Originally developed in Australia, this programme creates an opportunity for men of all ages to meet and make things together in a relaxed setting designed to feel like a shed.
‘Sheds’ around the country are equipped with woodwork tools and managed by volunteers who put on a range of activities, often around designing, recycling and making. The ‘sheds’ provide a space for men to meet up to use their existing skills, learn new skills or just put the world to rights over a cup of tea.
There are Men in Sheds projects around the country including some organised by Age UK, funded by the Big Lottery Fund, targeted at engaging older men who are often less connected in groups than women.
The model has been successful at connecting men who may not normally go to organised activities, as well as supporting older men who feel isolated or are going through major life changes such as bereavement.
For more information see: http://www.menssheds.org.uk
See also Tools Company
Tools Company gives older men with complex needs a chance to reconnect with meaningful, practical activity by reconditioning tools for sale or for charities in UK and Africa.

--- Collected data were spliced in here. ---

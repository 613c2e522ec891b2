//! End-to-end generation through the real adapters.

use std::fs;
use std::path::{Path, PathBuf};

use layr_adapters::{InMemoryStore, LocalFilesystem, MemoryFilesystem, PlaceholderRenderer};
use layr_core::prelude::*;
use tempfile::TempDir;

fn memory_service(fs: &MemoryFilesystem) -> ScaffoldService {
    ScaffoldService::new(
        Box::new(InMemoryStore::with_builtin()),
        Box::new(PlaceholderRenderer::new()),
        Box::new(fs.clone()),
    )
}

fn local_service(store: &InMemoryStore) -> ScaffoldService {
    ScaffoldService::new(
        Box::new(store.clone()),
        Box::new(PlaceholderRenderer::new()),
        Box::new(LocalFilesystem::new()),
    )
}

fn files_under(fs: &MemoryFilesystem, root: &str) -> Vec<PathBuf> {
    fs.list_files()
        .into_iter()
        .filter(|p| p.starts_with(root))
        .collect()
}

// ── Components ───────────────────────────────────────────────────────────────

#[test]
fn every_component_kind_writes_one_file() {
    let cases = [
        ("Controller", "internal/delivery/http/order_controller.go"),
        ("REPOSITORY", "internal/repository/order_repository.go"),
        ("usecase", "internal/usecase/order_usecase.go"),
    ];

    for (kind, expected) in cases {
        let fs = MemoryFilesystem::new();
        let report = memory_service(&fs)
            .execute(&GenerationRequest::component(kind, "Order", "shop", "proj"))
            .unwrap();

        assert_eq!(report.files, [expected], "{kind}");
        assert_eq!(fs.list_files(), [Path::new("proj").join(expected)], "{kind}");
    }
}

#[test]
fn component_stub_references_project_entity() {
    let fs = MemoryFilesystem::new();
    memory_service(&fs)
        .execute(&GenerationRequest::component("usecase", "order", "shop", "proj"))
        .unwrap();

    let body = fs.read_file("proj/internal/usecase/order_usecase.go").unwrap();
    assert!(body.starts_with("package usecase\n"));
    assert!(body.contains("\"shop/internal/entity\""));
    assert!(body.contains("type OrderRepository interface {"));
    assert!(body.contains("errors.New(\"order: GetAll not implemented\")"));
}

#[test]
fn unknown_component_kind_writes_nothing() {
    let fs = MemoryFilesystem::new();
    let err = memory_service(&fs)
        .execute(&GenerationRequest::component("service", "order", "shop", "proj"))
        .unwrap_err();

    assert_eq!(err.kind(), ErrorKind::InvalidInput);
    assert!(fs.list_files().is_empty());
    assert!(fs.list_directories().is_empty());
}

// ── Modules ──────────────────────────────────────────────────────────────────

#[test]
fn module_slice_is_consistent_across_layers() {
    let fs = MemoryFilesystem::new();
    let report = memory_service(&fs)
        .execute(&GenerationRequest::module("Order", "shop", "proj"))
        .unwrap();

    assert_eq!(
        report.files,
        [
            "internal/entity/order.go",
            "internal/delivery/http/order_handler.go",
            "internal/repository/order_repository.go",
            "internal/usecase/order_usecase.go",
        ]
    );

    let model = fs.read_file("proj/internal/entity/order.go").unwrap();
    assert!(model.contains("type Order struct {"));

    let handler = fs.read_file("proj/internal/delivery/http/order_handler.go").unwrap();
    assert!(handler.contains("r.HandleFunc(\"/orders\", h.GetAll)"));
    assert!(handler.contains("r.HandleFunc(\"/orders/{id}\", h.Update).Methods(\"PUT\")"));
    assert!(handler.contains("GetByID(id uint) (*entity.Order, error)"));

    let repo = fs.read_file("proj/internal/repository/order_repository.go").unwrap();
    assert!(repo.contains("func (r *OrderRepository) Create(order *entity.Order) error {"));

    let usecase = fs.read_file("proj/internal/usecase/order_usecase.go").unwrap();
    assert!(usecase.contains("func NewOrderUsecase(repo OrderRepository) *OrderUsecase {"));

    for path in fs.list_files() {
        let body = fs.read_file(&path).unwrap();
        assert!(!body.contains("{{"), "{}", path.display());
    }
}

#[test]
fn module_write_failure_keeps_existing_project_files() {
    let fs = MemoryFilesystem::new();
    fs.create_dir_all(Path::new("proj/internal/entity")).unwrap();
    fs.write_file(Path::new("proj/go.mod"), "module shop").unwrap();
    fs.fail_writes_to("proj/internal/repository/order_repository.go");

    let err = memory_service(&fs)
        .execute(&GenerationRequest::module("order", "shop", "proj"))
        .unwrap_err();

    assert_eq!(err.kind(), ErrorKind::Io);
    assert_eq!(fs.list_files(), [PathBuf::from("proj/go.mod")]);
    assert!(fs.exists(Path::new("proj/internal/entity")));
    assert!(!fs.exists(Path::new("proj/internal/delivery")));
}

// ── Projects ─────────────────────────────────────────────────────────────────

#[test]
fn mysql_project_on_disk() {
    let tmp = TempDir::new().unwrap();
    let report = local_service(&InMemoryStore::with_builtin())
        .execute(&GenerationRequest::project("shop", DatabaseKind::MySql, tmp.path()))
        .unwrap();

    let root = tmp.path().join("shop");
    assert_eq!(report.root, root);

    for dir in [
        "cmd",
        "internal/delivery/http",
        "internal/repository",
        "internal/usecase",
        "internal/entity",
        "pkg/database",
        "pkg/middleware",
    ] {
        assert!(root.join(dir).is_dir(), "{dir}");
    }

    let db = fs::read_to_string(root.join("pkg/database/db.go")).unwrap();
    assert!(db.contains("@tcp(%s:%s)/%s?charset=utf8mb4&parseTime=True&loc=Local"));

    let go_mod = fs::read_to_string(root.join("go.mod")).unwrap();
    assert!(go_mod.starts_with("module shop\n"));
    assert!(go_mod.contains("gorm.io/driver/mysql"));

    for file in [
        "internal/entity/defaultmodule.go",
        "internal/delivery/http/defaultmodule_handler.go",
        "internal/repository/defaultmodule_repository.go",
        "internal/usecase/defaultmodule_usecase.go",
    ] {
        assert!(root.join(file).is_file(), "{file}");
    }

    let env = fs::read_to_string(root.join(".env")).unwrap();
    assert_eq!(env, fs::read_to_string(root.join(".env.example")).unwrap());
    assert!(env.contains("DB_PORT=3306"));
}

#[test]
fn project_write_failure_removes_new_root_and_missing_parents() {
    let fs = MemoryFilesystem::new();
    fs.fail_writes_to("out/shop/Makefile");

    let err = memory_service(&fs)
        .execute(&GenerationRequest::project("shop", DatabaseKind::Postgres, "out"))
        .unwrap_err();

    assert_eq!(err.kind(), ErrorKind::Io);
    assert!(err.to_string().contains("Makefile"));
    assert!(files_under(&fs, "out/shop").is_empty());
    assert!(!fs.exists(Path::new("out/shop")));
    assert!(!fs.exists(Path::new("out")));
}

#[test]
fn template_failure_leaves_disk_untouched() {
    let tmp = TempDir::new().unwrap();
    let store = InMemoryStore::with_builtin();
    store.insert(TemplateSpec::new(
        TemplateKey::Project(ProjectFile::Readme),
        "# {{.Name",
    ));

    let err = local_service(&store)
        .execute(&GenerationRequest::project("shop", DatabaseKind::Postgres, tmp.path()))
        .unwrap_err();

    assert_eq!(err.kind(), ErrorKind::Template);
    assert!(err.to_string().contains("render README.md"));
    assert!(!tmp.path().join("shop").exists());
}

// ── Overwrite and preview ────────────────────────────────────────────────────

#[test]
fn regenerating_component_overwrites_in_place() {
    let tmp = TempDir::new().unwrap();
    let store = InMemoryStore::with_builtin();
    let service = local_service(&store);
    let request = GenerationRequest::component("controller", "order", "shop", tmp.path());

    service.execute(&request).unwrap();

    let key = TemplateKey::layer(ArtifactKind::Handler, Flavor::Stub);
    store.insert(TemplateSpec::new(key, "package http // {{.Name}} v2\n"));
    service.execute(&request).unwrap();

    let dir = tmp.path().join("internal/delivery/http");
    let entries: Vec<_> = fs::read_dir(&dir).unwrap().collect();
    assert_eq!(entries.len(), 1);
    assert_eq!(
        fs::read_to_string(dir.join("order_controller.go")).unwrap(),
        "package http // Order v2\n"
    );
}

#[test]
fn preview_touches_nothing() {
    let fs = MemoryFilesystem::new();
    let report = memory_service(&fs)
        .preview(&GenerationRequest::project("shop", DatabaseKind::Postgres, "out"))
        .unwrap();

    assert!(report.dry_run);
    assert_eq!(report.directories.len(), 7);
    assert_eq!(report.files.len(), 14);
    assert!(fs.list_files().is_empty());
    assert!(fs.list_directories().is_empty());
}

Volunteers from the existing Men in Sheds initiative in Exeter work alongside older men with complex needs (e.g. Parkinson’s, dementia, depression and anxiety, visual impairment, stroke sufferers etc) to recondition donated tools. Participants come to the shed, where in the company of other men (participants, buddies and staff) they are helped and supported to refurbish tools, forming friendships and sharing experiences like eating together. The refurbished tools are then sold or sent to Africa via another charity Tools For Self Reliance(TFSR).
The initiative was established by Age UK Exeter in 2012 following consultations with local older men, vulnerable adults and health and social care professionals in the areas. They identified the need for some older men to be given the opportunity to make friends and connect after retirement or illness, and a practical job like refurbishing tools seemed to fit the bill.